Belki o zaman kökü bilgi, teknoloji ve tasarıma dayalı “tek marka, tek dünya” stratejisi peşinde koşan Batılı ülkelerin izlediği yol daha anlaşılabilir olabilir.
İpek Yolu'nda 30 Çinli artist
Geçmişi 2.000 yıl öncesine dayanan bir ticaret yolunu “Modern İpek Yolu” olarak yeniden geliştirmek için en tepeden (Başkan Xi Jinping) talimat alan Çin, projeye olan inancını bu hafta başlatacağı ilk turla ortaya koyuyor. Ülkenin en ünlü 30 sanatçısı ve medya ile birlikte Çin'den İpek Yolu turuna çıkılacak. Çin'de devletin bu konudaki yetkili Parti Başkanı Chen Kegong, “Bu sadece bize avantaj sağlayacak bir proje olmayacak. Orta Asya ülkeleri ve Türkiye de buradan kazanç sağlayacak” diyerek ilk adımı attıklarını söylüyor.
12 ülkenin içinde yer aldığı bu iş kulağa klişe gibi gelse de sadece tarihe tutunmamız adına bile Türkiye için çok değerli.
Yasak Çin'de de olsa gidin alın...
Biz Türkiye'de Youtube, Twitter yasağıyla uğraşırken, bunların “zararlarını” çok eskilerden keşfetmiş olan Çin işi daha da ileriye götürmüş.
Odamdaki masada yanımda getirdiğim bilgisayarımı açıp internete bağlanmak istediğimde, kapı duvar!
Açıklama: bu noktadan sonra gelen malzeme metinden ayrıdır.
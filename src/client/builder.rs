//! Builder pattern for channel configuration.
//!
//! Provides a fluent API for configuring and creating [`RealtimeChannel`]
//! instances.
//!
//! # Example
//!
//! ```no_run
//! use realtime_channel::{CredentialEvent, RealtimeChannel};
//! use tokio::sync::mpsc;
//!
//! # async fn example() -> realtime_channel::Result<()> {
//! let (credentials, rx) = mpsc::unbounded_channel();
//!
//! let channel = RealtimeChannel::builder()
//!     .endpoint("https://tracker.example.com/ws")
//!     .alert_sink(|summary: &str| println!("{summary}"))
//!     .credential_events(rx)
//!     .build()?;
//!
//! let _ = credentials.send(CredentialEvent::Issued("token".into()));
//! # Ok(())
//! # }
//! ```

// ============================================================================
// Imports
// ============================================================================

use std::fmt;
use std::sync::Arc;

use tokio::runtime::Handle;
use tokio::sync::mpsc;
use url::Url;

use crate::channel::{AlertSink, CacheInvalidator, CredentialEvent, NoopSink};
use crate::error::{Error, Result};
use crate::transport::{Connector, WebSocketConnector};

use super::core::RealtimeChannel;
use super::options::{ChannelOptions, parse_endpoint};

// ============================================================================
// ChannelBuilder
// ============================================================================

/// Builder for configuring a [`RealtimeChannel`].
///
/// Use [`RealtimeChannel::builder()`] to create a new builder.
#[derive(Default)]
pub struct ChannelBuilder {
    /// Broker endpoint URL.
    endpoint: Option<String>,
    /// Supervisor tunables.
    options: ChannelOptions,
    /// Transport; WebSocket when unset.
    connector: Option<Arc<dyn Connector>>,
    /// Receives notification summaries.
    alerts: Option<Arc<dyn AlertSink>>,
    /// Receives stale cache tags.
    invalidator: Option<Arc<dyn CacheInvalidator>>,
    /// Credential lifecycle source.
    credentials: Option<mpsc::UnboundedReceiver<CredentialEvent>>,
}

// ============================================================================
// ChannelBuilder Implementation
// ============================================================================

impl ChannelBuilder {
    /// Creates a builder with no configuration.
    #[inline]
    #[must_use]
    pub fn new() -> Self {
        Self::default()
    }

    /// Sets the broker endpoint.
    ///
    /// # Arguments
    ///
    /// * `endpoint` - `ws`, `wss`, `http` or `https` URL
    #[inline]
    #[must_use]
    pub fn endpoint(mut self, endpoint: impl Into<String>) -> Self {
        self.endpoint = Some(endpoint.into());
        self
    }

    /// Replaces the supervisor options.
    #[inline]
    #[must_use]
    pub fn options(mut self, options: ChannelOptions) -> Self {
        self.options = options;
        self
    }

    /// Sets the transport.
    #[inline]
    #[must_use]
    pub fn connector(mut self, connector: impl Connector) -> Self {
        self.connector = Some(Arc::new(connector));
        self
    }

    /// Sets a shared transport.
    #[inline]
    #[must_use]
    pub fn shared_connector(mut self, connector: Arc<dyn Connector>) -> Self {
        self.connector = Some(connector);
        self
    }

    /// Sets the sink for personal notification summaries.
    #[inline]
    #[must_use]
    pub fn alert_sink(mut self, sink: impl AlertSink) -> Self {
        self.alerts = Some(Arc::new(sink));
        self
    }

    /// Sets the cache invalidator driven by personal notifications.
    #[inline]
    #[must_use]
    pub fn cache_invalidator(mut self, invalidator: impl CacheInvalidator) -> Self {
        self.invalidator = Some(Arc::new(invalidator));
        self
    }

    /// Sets the credential lifecycle source.
    ///
    /// The channel spawns one bridge that consumes it for the lifetime of
    /// the channel.
    #[inline]
    #[must_use]
    pub fn credential_events(mut self, events: mpsc::UnboundedReceiver<CredentialEvent>) -> Self {
        self.credentials = Some(events);
        self
    }

    /// Builds the channel and spawns its supervisor.
    ///
    /// # Errors
    ///
    /// - [`Error::Config`] if the endpoint is missing or invalid
    /// - [`Error::Config`] if the options are invalid
    /// - [`Error::Config`] if called outside a tokio runtime
    pub fn build(self) -> Result<RealtimeChannel> {
        let endpoint = self.validate_endpoint()?;
        self.options.validate()?;

        if Handle::try_current().is_err() {
            return Err(Error::config(
                "RealtimeChannel must be built inside a tokio runtime",
            ));
        }

        Ok(RealtimeChannel::new(
            endpoint,
            self.options,
            self.connector
                .unwrap_or_else(|| Arc::new(WebSocketConnector::new())),
            self.alerts.unwrap_or_else(|| Arc::new(NoopSink)),
            self.invalidator.unwrap_or_else(|| Arc::new(NoopSink)),
            self.credentials,
        ))
    }
}

// ============================================================================
// Validation
// ============================================================================

impl ChannelBuilder {
    /// Validates the endpoint configuration.
    fn validate_endpoint(&self) -> Result<Url> {
        let raw = self.endpoint.as_deref().ok_or_else(|| {
            Error::config(
                "Endpoint is required. Use .endpoint() to set it.\n\
                 Example: RealtimeChannel::builder().endpoint(\"wss://host/ws\")",
            )
        })?;

        parse_endpoint(raw)
    }
}

impl fmt::Debug for ChannelBuilder {
    fn fmt(&self, f: &mut fmt::Formatter<'_>) -> fmt::Result {
        f.debug_struct("ChannelBuilder")
            .field("endpoint", &self.endpoint)
            .field("options", &self.options)
            .field("connector", &self.connector.as_ref().map(|c| c.name()))
            .field("credentials", &self.credentials.is_some())
            .finish_non_exhaustive()
    }
}

// ============================================================================
// Tests
// ============================================================================
impl FrameCommand {
    /// Returns the wire name of the command.
    #[inline]
    #[must_use]
    pub const fn as_str(self) -> &'static str {
        match self {
            Self::Connect => "CONNECT",
            Self::Connected => "CONNECTED",
            Self::Send => "SEND",
            Self::Subscribe => "SUBSCRIBE",
            Self::Unsubscribe => "UNSUBSCRIBE",
            Self::Message => "MESSAGE",
            Self::Receipt => "RECEIPT",
            Self::Error => "ERROR",
            Self::Disconnect => "DISCONNECT",
        }
    }

    /// CONNECT and CONNECTED headers are not escaped.
    #[inline]
    const fn escapes_headers(self) -> bool {
        !matches!(self, Self::Connect | Self::Connected)
    }
}

impl FromStr for FrameCommand {
    type Err = Error;

    fn from_str(s: &str) -> Result<Self> {
        match s {
            "CONNECT" | "STOMP" => Ok(Self::Connect),
            "CONNECTED" => Ok(Self::Connected),
            "SEND" => Ok(Self::Send),
            "SUBSCRIBE" => Ok(Self::Subscribe),
            "UNSUBSCRIBE" => Ok(Self::Unsubscribe),
            "MESSAGE" => Ok(Self::Message),
            "RECEIPT" => Ok(Self::Receipt),
            "ERROR" => Ok(Self::Error),
            "DISCONNECT" => Ok(Self::Disconnect),
            other => Err(Error::protocol(format!("Unknown frame command: {other:?}"))),
        }
    }
}

impl fmt::Display for FrameCommand {
    fn fmt(&self, f: &mut fmt::Formatter<'_>) -> fmt::Result {
        f.write_str(self.as_str())
    }
}

// ============================================================================
// Frame
// ============================================================================

/// A single protocol frame.
///
/// Headers keep their wire order; when a header repeats, the first
/// occurrence wins.
#[derive(Debug, Clone, PartialEq, Eq)]
pub struct Frame {
    /// Command line.
    pub command: FrameCommand,
    /// Ordered header list.
    pub headers: Vec<(String, String)>,
    /// Raw body.
    pub body: Vec<u8>,
}

impl Frame {
    /// Creates a frame with no headers and an empty body.
    #[inline]
    #[must_use]
    pub fn new(command: FrameCommand) -> Self {
        Self {
            command,
            headers: Vec::new(),
            body: Vec::new(),
        }
    }

    /// Appends a header.
    #[inline]
    #[must_use]
    pub fn with_header(mut self, name: impl Into<String>, value: impl Into<String>) -> Self {
        self.headers.push((name.into(), value.into()));
        self
    }

    /// Sets the body.
    #[inline]
    #[must_use]
    pub fn with_body(mut self, body: impl Into<Vec<u8>>) -> Self {
        self.body = body.into();
        self
    }

    /// Returns the first value of a header.
    #[must_use]
    pub fn header(&self, name: &str) -> Option<&str> {
        self.headers
            .iter()
            .find(|(k, _)| k == name)
            .map(|(_, v)| v.as_str())
    }

    /// Returns the body as text, replacing invalid UTF-8.
    #[must_use]
    pub fn body_text(&self) -> String {
        String::from_utf8_lossy(&self.body).into_owned()
    }
}
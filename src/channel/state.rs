//! Connection state and readiness flag.

// ============================================================================
// Imports
// ============================================================================

use std::fmt;
use std::sync::atomic::{AtomicBool, Ordering};

use tokio::sync::watch;
use tracing::debug;

// ============================================================================
// ConnectionState
// ============================================================================

/// Observable state of the channel.
///
/// ```text
/// Disconnected ──► Connecting ──► Connected
///      ▲               │   ▲          │
///      │               ▼   │          ▼
///      └──────────── Reconnecting ◄───┘
/// ```
#[derive(Debug, Clone, Copy, PartialEq, Eq, Hash, Default)]
pub enum ConnectionState {
    /// No credential, or the session ended.
    #[default]
    Disconnected,
    /// A transport is opening or the CONNECT handshake is in flight.
    Connecting,
    /// Handshake done and every subscription replayed.
    Connected,
    /// Waiting to retry after a failure or credential rotation.
    Reconnecting,
}

impl ConnectionState {
    /// Returns the lowercase name used in logs.
    #[inline]
    #[must_use]
    pub const fn as_str(self) -> &'static str {
        match self {
            Self::Disconnected => "disconnected",
            Self::Connecting => "connecting",
            Self::Connected => "connected",
            Self::Reconnecting => "reconnecting",
        }
    }
}

impl fmt::Display for ConnectionState {
    fn fmt(&self, f: &mut fmt::Formatter<'_>) -> fmt::Result {
        f.write_str(self.as_str())
    }
}

// ============================================================================
// ChannelStatus
// ============================================================================

/// State shared between the supervisor and channel handles.
///
/// Only the supervisor writes; everyone else reads.
#[derive(Debug)]
pub(crate) struct ChannelStatus {
    state: watch::Sender<ConnectionState>,
    ready: AtomicBool,
}

impl ChannelStatus {
    pub(crate) fn new() -> Self {
        let (state, _) = watch::channel(ConnectionState::Disconnected);
        Self {
            state,
            ready: AtomicBool::new(false),
        }
    }

    /// Publishes a new state if it differs from the current one.
    pub(crate) fn set_state(&self, next: ConnectionState) {
        self.state.send_if_modified(|current| {
            if *current == next {
                return false;
            }
            debug!(from = %current, to = %next, "Connection state changed");
            *current = next;
            true
        });
    }

    #[inline]
    pub(crate) fn state(&self) -> ConnectionState {
        *self.state.borrow()
    }

    #[inline]
    pub(crate) fn subscribe(&self) -> watch::Receiver<ConnectionState> {
        self.state.subscribe()
    }

    #[inline]
    pub(crate) fn set_ready(&self, ready: bool) {
        self.ready.store(ready, Ordering::SeqCst);
    }

    #[inline]
    pub(crate) fn is_ready(&self) -> bool {
        self.ready.load(Ordering::SeqCst)
    }
}

// ============================================================================
// Tests
// ============================================================================
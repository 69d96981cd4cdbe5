//! Connection supervisor.
//!
//! Owns the single connection to the broker. Every lifecycle change goes
//! through one driver task that consumes two queues:
//!
//! - **commands** from channel handles and the credential bridge
//! - **attempt events** from the connect task and the open link
//!
//! Attempt events carry the [`Generation`] they were started under. The
//! generation advances on every attempt and every teardown, so events from
//! an abandoned attempt never match and are dropped. A link they carry is
//! closed on drop.
//!
//! # Phases
//!
//! | Phase | Published state | Leaves on |
//! |-------|-----------------|-----------|
//! | `Idle` | `Disconnected` | credential issued |
//! | `Opening` | `Connecting` | transport open or failure |
//! | `Handshaking` | `Connecting` | CONNECTED, ERROR, timeout |
//! | `Ready` | `Connected` | transport failure, refresh, heart-beat loss |
//! | `Backoff` | `Reconnecting` | timer, refresh, expiry |

// ============================================================================
// Imports
// ============================================================================

use std::future;
use std::sync::Arc;
use std::time::Duration;

use tokio::sync::mpsc;
use tokio::task::JoinHandle;
use tokio::time::{Instant, sleep_until, timeout};
use tracing::{debug, error, info, trace, warn};
use url::Url;

use crate::client::ChannelOptions;
use crate::error::{Error, Result};
use crate::identifiers::{Generation, SubscriptionId};
use crate::protocol::{Decoded, Frame, FrameCommand, FrameDecoder, HeartBeat, Message};
use crate::transport::{Connector, FrameLink, FrameSink, TransportEvent};

use super::backoff::Backoff;
use super::credential::{Credential, CredentialEvent};
use super::dispatch::DispatchRouter;
use super::registry::SharedRegistry;
use super::state::{ChannelStatus, ConnectionState};

// ============================================================================
// Constants
// ============================================================================

/// Content type used for outgoing JSON publishes.
pub(crate) const JSON_CONTENT_TYPE: &str = "application/json";

/// Stand-in for a deadline too far away to represent.
const FAR_FUTURE: Duration = Duration::from_secs(86_400 * 365 * 30);

/// Returns `now + after`, clamped instead of overflowing.
///
/// Heart-beat intervals come from the broker, so they can be arbitrarily
/// large.
fn deadline_after(now: Instant, after: Duration) -> Instant {
    now.checked_add(after)
        .or_else(|| now.checked_add(FAR_FUTURE))
        .unwrap_or(now)
}

// ============================================================================
// Commands
// ============================================================================

/// Request sent to the driver loop.
#[derive(Debug)]
pub(crate) enum SupervisorCommand {
    /// A credential was issued.
    Start(Credential),
    /// The credential was rotated.
    Refresh(Credential),
    /// The credential is no longer valid. Registry is kept.
    Expire,
    /// The session ended. Registry is cleared.
    Clear,
    /// A registry entry was added or updated.
    Subscribe {
        destination: String,
    },
    /// A registry entry was removed.
    Unsubscribe {
        destination: String,
        id: SubscriptionId,
        wire: Option<Generation>,
    },
    /// Send a frame if the connection is ready.
    Publish(Frame),
    /// Stop the driver loop.
    Shutdown,
}

/// Cloneable sender side of the driver loop.
#[derive(Debug, Clone)]
pub(crate) struct SupervisorHandle {
    tx: mpsc::UnboundedSender<SupervisorCommand>,
}
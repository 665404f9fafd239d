use std::path::Path;

use once_cell::sync::Lazy;
use regex_lite::Regex;
use serde_yaml::Value;

use super::{ManualArtist, ManualEntries, ManualEntriesError};

static MBID_PATTERN: Lazy<Option<Regex>> = Lazy::new(|| {
    Regex::new(r"^[0-9a-f]{8}-[0-9a-f]{4}-[0-9a-f]{4}-[0-9a-f]{4}-[0-9a-f]{12}$").ok()
});

/// Whether `value` is a hyphenated UUID, ignoring case.
pub fn is_valid_mbid(value: &str) -> bool {
    let lowered = value.trim().to_ascii_lowercase();
    match MBID_PATTERN.as_ref() {
        Some(pattern) => pattern.is_match(&lowered),
        None => false,
    }
}

/// Read and validate the manual entries file.
pub fn load_manual_entries(path: &Path) -> Result<ManualEntries, ManualEntriesError> {
    if !path.exists() {
        return Err(ManualEntriesError::NotFound(path.display().to_string()));
    }
    let content =
        std::fs::read_to_string(path).map_err(|e| ManualEntriesError::Io(e.to_string()))?;
    parse_manual_entries(&content)
}

/// Parse and validate a YAML declaration.
///
/// Any invalid entry rejects the whole document; every problem found is
/// reported together.
pub fn parse_manual_entries(content: &str) -> Result<ManualEntries, ManualEntriesError> {
    let document: Value =
        serde_yaml::from_str(content).map_err(|e| ManualEntriesError::Yaml(e.to_string()))?;

    let mapping = match document {
        Value::Null => return Ok(ManualEntries::default()),
        Value::Mapping(mapping) => mapping,
        _ => {
            return Err(ManualEntriesError::Invalid(vec![
                "document must be a mapping keyed by artist MBID".to_string(),
            ]))
        }
    };

    let mut errors = Vec::new();
    let mut artists = Vec::new();

    for (key, value) in mapping {
        let Some(raw_id) = key.as_str() else {
            errors.push(format!("artist key {:?} is not a string", key));
            continue;
        };
        if !is_valid_mbid(raw_id) {
            errors.push(format!("invalid artist MBID: {}", raw_id));
            continue;
        }
        let id = raw_id.trim().to_ascii_lowercase();

        let Some(fields) = value.as_mapping() else {
            errors.push(format!("artist {}: must be a mapping with a 'name' field", id));
            continue;
        };

        let name = fields
            .get("name")
            .and_then(Value::as_str)
            .map(str::trim)
            .unwrap_or_default();
        if name.is_empty() {
            errors.push(format!("artist {}: missing or empty 'name'", id));
            continue;
        }

        let mut release_groups = Vec::new();
        match fields.get("release-groups") {
            None | Some(Value::Null) => {}
            Some(Value::Sequence(items)) => {
                for item in items {
                    match item.as_str() {
                        Some(rg) if is_valid_mbid(rg) => {
                            release_groups.push(rg.trim().to_ascii_lowercase())
                        }
                        _ => errors.push(format!(
                            "artist {}: invalid release group MBID: {:?}",
                            id, item
                        )),
                    }
                }
            }
            Some(_) => {
                errors.push(format!("artist {}: 'release-groups' must be a list", id));
                continue;
            }
        }

        artists.push(ManualArtist {
            id,
            name: name.to_string(),
            release_groups,
        });
    }

    if errors.is_empty() {
        Ok(ManualEntries { artists })
    } else {
        Err(ManualEntriesError::Invalid(errors))
    }
}

#[cfg(test)]
mod tests {
    use super::*;

    const ARTIST: &str = "5b11f4ce-a62d-471e-81fc-a69a8278c7da";
    const RG1: &str = "1b022e01-4da6-387b-8658-8678046e4cef";
    const RG2: &str = "0f2d4e53-1c4b-4a56-9b3a-2f5d6c7e8a9b";

    #[test]
    fn test_mbid_validation() {
        assert!(is_valid_mbid(ARTIST));
        assert!(is_valid_mbid(&ARTIST.to_uppercase()));
        assert!(!is_valid_mbid("not-a-uuid"));
        assert!(!is_valid_mbid("5b11f4cea62d471e81fca69a8278c7da"));
        assert!(!is_valid_mbid(""));
    }

    #[test]
    fn test_parse_valid_document() {
        let yaml = format!(
            "{}:\n  name: \" Nirvana \"\n  release-groups:\n    - {}\n    - {}\n",
            ARTIST.to_uppercase(),
            RG1,
            RG2
        );
        let entries = parse_manual_entries(&yaml).unwrap();
        assert_eq!(entries.artists.len(), 1);
        let artist = &entries.artists[0];
        assert_eq!(artist.id, ARTIST);
        assert_eq!(artist.name, "Nirvana");
        assert_eq!(artist.release_groups, vec![RG1.to_string(), RG2.to_string()]);
        assert_eq!(entries.release_group_count(), 2);
    }

    #[test]
    fn test_parse_artist_without_release_groups() {
        let yaml = format!("{}:\n  name: Solo\n", ARTIST);
        let entries = parse_manual_entries(&yaml).unwrap();
        assert!(entries.artists[0].release_groups.is_empty());
    }

    #[test]
    fn test_parse_empty_document() {
        assert!(parse_manual_entries("").unwrap().is_empty());
    }

    #[test]
    fn test_any_error_rejects_document() {
        let yaml = format!(
            "{}:\n  name: Good\nbad-id:\n  name: Bad\n{}:\n  name: \"\"\n",
            ARTIST, RG1
        );
        let err = parse_manual_entries(&yaml).unwrap_err();
        match err {
            ManualEntriesError::Invalid(errors) => {
                assert_eq!(errors.len(), 2);
                assert!(errors[0].contains("bad-id"));
                assert!(errors[1].contains("name"));
            }
            other => panic!("unexpected error: {other}"),
        }
    }

    #[test]
    fn test_invalid_release_group_list() {
        let yaml = format!("{}:\n  name: X\n  release-groups: nope\n", ARTIST);
        assert!(matches!(
            parse_manual_entries(&yaml),
            Err(ManualEntriesError::Invalid(_))
        ));

        let yaml = format!("{}:\n  name: X\n  release-groups:\n    - short\n", ARTIST);
        assert!(matches!(
            parse_manual_entries(&yaml),
            Err(ManualEntriesError::Invalid(_))
        ));
    }

    #[test]
    fn test_malformed_yaml() {
        assert!(matches!(
            parse_manual_entries("key: [unclosed"),
            Err(ManualEntriesError::Yaml(_))
        ));
    }

    #[test]
    fn test_missing_file() {
        let result = load_manual_entries(Path::new("/nonexistent/manual.yml"));
        assert!(matches!(result, Err(ManualEntriesError::NotFound(_))));
    }
}
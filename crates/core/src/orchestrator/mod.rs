//! Warming orchestrator.
//!
//! Sequences one run's phases:
//! - **Artist**: direct lookups, always runs
//! - **Text search**: name searches, optional, off during discovery mode
//! - **Release group**: album lookups, optional, only for artists cached after the artist phase

mod config;
mod runner;
mod types;
mod workset;

pub use config::{ForceOverrides, PhaseBudgets, RunSettings};
pub use runner::WarmingOrchestrator;
pub use types::{OrchestratorError, PlannedPhase, RunPlan, RunSummary, SkipReason, SkippedPhase};
pub use workset::{
    cached_artist_ids, select_artists, select_release_groups, select_text_searches,
    text_search_query,
};
//! Upstream inventory: the artists and release groups a Lidarr instance manages.

mod lidarr;
mod sync;

pub use lidarr::LidarrClient;
pub use sync::{sync_inventory, SyncStats};

use std::collections::HashMap;

use async_trait::async_trait;
use serde::{Deserialize, Serialize};
use thiserror::Error;
use tracing::info;

use crate::ledger::is_excluded_artist;

#[derive(Debug, Error)]
pub enum InventoryError {
    #[error("HTTP request failed: {0}")]
    Http(String),

    #[error("Inventory rejected the API key (HTTP {0})")]
    Unauthorized(u16),

    #[error("Inventory API error at {path}: HTTP {status}")]
    Api { path: String, status: u16 },

    #[error("No known endpoint serves '{0}'")]
    NoEndpoint(String),

    #[error("Failed to parse inventory response: {0}")]
    Parse(String),
}

/// An artist as listed upstream.
#[derive(Debug, Clone, PartialEq, Eq, Serialize, Deserialize)]
pub struct InventoryArtist {
    pub id: String,
    pub name: Option<String>,
}

/// A release group as listed upstream.
#[derive(Debug, Clone, PartialEq, Eq, Serialize, Deserialize)]
pub struct InventoryReleaseGroup {
    pub id: String,
    pub title: Option<String>,
}

/// Source of the entities to warm. Any error is fatal to the run.
#[async_trait]
pub trait Inventory: Send + Sync {
    async fn list_artists(&self) -> Result<Vec<InventoryArtist>, InventoryError>;

    async fn list_release_groups(
        &self,
        artist_id: &str,
    ) -> Result<Vec<InventoryReleaseGroup>, InventoryError>;
}

/// Everything fetched from the inventory for one run.
#[derive(Debug, Clone, Default, PartialEq, Eq)]
pub struct InventorySnapshot {
    /// Artists in inventory order, excluded artists removed.
    pub artists: Vec<InventoryArtist>,
    /// Release groups keyed by owning artist id. Empty when not requested.
    pub release_groups: HashMap<String, Vec<InventoryReleaseGroup>>,
}

impl InventorySnapshot {
    /// Fetch artists, and their release groups when `include_release_groups` is set.
    pub async fn fetch(
        inventory: &dyn Inventory,
        include_release_groups: bool,
    ) -> Result<Self, InventoryError> {
        let artists: Vec<InventoryArtist> = inventory
            .list_artists()
            .await?
            .into_iter()
            .filter(|a| !a.id.trim().is_empty() && !is_excluded_artist(&a.id))
            .collect();

        let mut release_groups = HashMap::new();
        if include_release_groups {
            for artist in &artists {
                let groups = inventory.list_release_groups(&artist.id).await?;
                if !groups.is_empty() {
                    release_groups.insert(artist.id.clone(), groups);
                }
            }
        }

        let snapshot = Self {
            artists,
            release_groups,
        };
        info!(
            artists = snapshot.artists.len(),
            release_groups = snapshot.release_group_count(),
            "Fetched inventory"
        );
        Ok(snapshot)
    }

    pub fn release_group_count(&self) -> usize {
        self.release_groups.values().map(Vec::len).sum()
    }

    pub fn release_groups_for(&self, artist_id: &str) -> &[InventoryReleaseGroup] {
        self.release_groups
            .get(artist_id)
            .map(Vec::as_slice)
            .unwrap_or_default()
    }
}

#[cfg(test)]
mod tests {
    use super::*;
    use crate::ledger::VARIOUS_ARTISTS_ID;
    use crate::testing::{fixtures, MockInventory};

    #[tokio::test]
    async fn test_fetch_skips_excluded_artist() {
        let inventory = MockInventory::new();
        inventory.add_artist(fixtures::inventory_artist("a1", "Artist One")).await;
        inventory
            .add_artist(fixtures::inventory_artist(VARIOUS_ARTISTS_ID, "Various Artists"))
            .await;
        inventory
            .add_release_group("a1", fixtures::inventory_release_group("rg1", "Album"))
            .await;
        inventory
            .add_release_group(
                VARIOUS_ARTISTS_ID,
                fixtures::inventory_release_group("rg-va", "Compilation"),
            )
            .await;

        let snapshot = InventorySnapshot::fetch(&inventory, true).await.unwrap();
        assert_eq!(snapshot.artists.len(), 1);
        assert_eq!(snapshot.release_group_count(), 1);
        assert_eq!(snapshot.release_groups_for("a1")[0].id, "rg1");
        assert!(inventory
            .recorded_release_group_queries()
            .await
            .iter()
            .all(|id| id != VARIOUS_ARTISTS_ID));
    }

    #[tokio::test]
    async fn test_fetch_without_release_groups() {
        let inventory = MockInventory::new();
        inventory.add_artist(fixtures::inventory_artist("a1", "Artist One")).await;
        inventory
            .add_release_group("a1", fixtures::inventory_release_group("rg1", "Album"))
            .await;

        let snapshot = InventorySnapshot::fetch(&inventory, false).await.unwrap();
        assert_eq!(snapshot.release_group_count(), 0);
        assert!(inventory.recorded_release_group_queries().await.is_empty());
    }

    #[tokio::test]
    async fn test_fetch_propagates_errors() {
        let inventory = MockInventory::new();
        inventory
            .set_next_error(InventoryError::Http("connection refused".into()))
            .await;
        assert!(InventorySnapshot::fetch(&inventory, false).await.is_err());
    }
}
//! Re-verification policy for previously cached entities.

use chrono::{DateTime, Duration, Utc};

/// Whether a successful entity checked at `last_checked` must be re-verified at `now`.
///
/// Never stale when `recheck_hours` is 0 or the timestamp is unset. The Unix
/// epoch counts as unset; older ledgers backfill missing timestamps with it.
pub fn is_stale(last_checked: Option<DateTime<Utc>>, recheck_hours: u32, now: DateTime<Utc>) -> bool {
    if recheck_hours == 0 {
        return false;
    }
    match last_checked {
        Some(ts) if ts != DateTime::UNIX_EPOCH => {
            now.signed_duration_since(ts) >= Duration::hours(i64::from(recheck_hours))
        }
        _ => false,
    }
}

/// Freshness window applied to one run.
#[derive(Debug, Clone, Copy, PartialEq, Eq)]
pub struct FreshnessPolicy {
    recheck_hours: u32,
}

impl FreshnessPolicy {
    pub fn new(recheck_hours: u32) -> Self {
        Self { recheck_hours }
    }

    pub fn recheck_hours(&self) -> u32 {
        self.recheck_hours
    }

    pub fn is_stale(&self, last_checked: Option<DateTime<Utc>>, now: DateTime<Utc>) -> bool {
        is_stale(last_checked, self.recheck_hours, now)
    }
}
“Bilgisayarın ayarları mı bozuldu?” diye düşünüp, teknik detaylara boğuluyorum. Ama kısa süre sonra ayarlar arasında gezinmekten yorulup internete erişim sevdamdan vazgeçiyorum.
Sonrasında öğreniyorum ki, Amerika'nın Çinli hacker'ları haklaması sonrasında Çin tarafı da intikamını Microsoft Windows 8 üzerinden almış. Windows'a, dolayısıyla benim bilgisayarımdaki işletim sisteminin internete erişimine de yasak getirilmiş.
Yapacak bir şey yok.
“Aman yasak sevdalısı ülkeler duymasın” demekle yetinelim.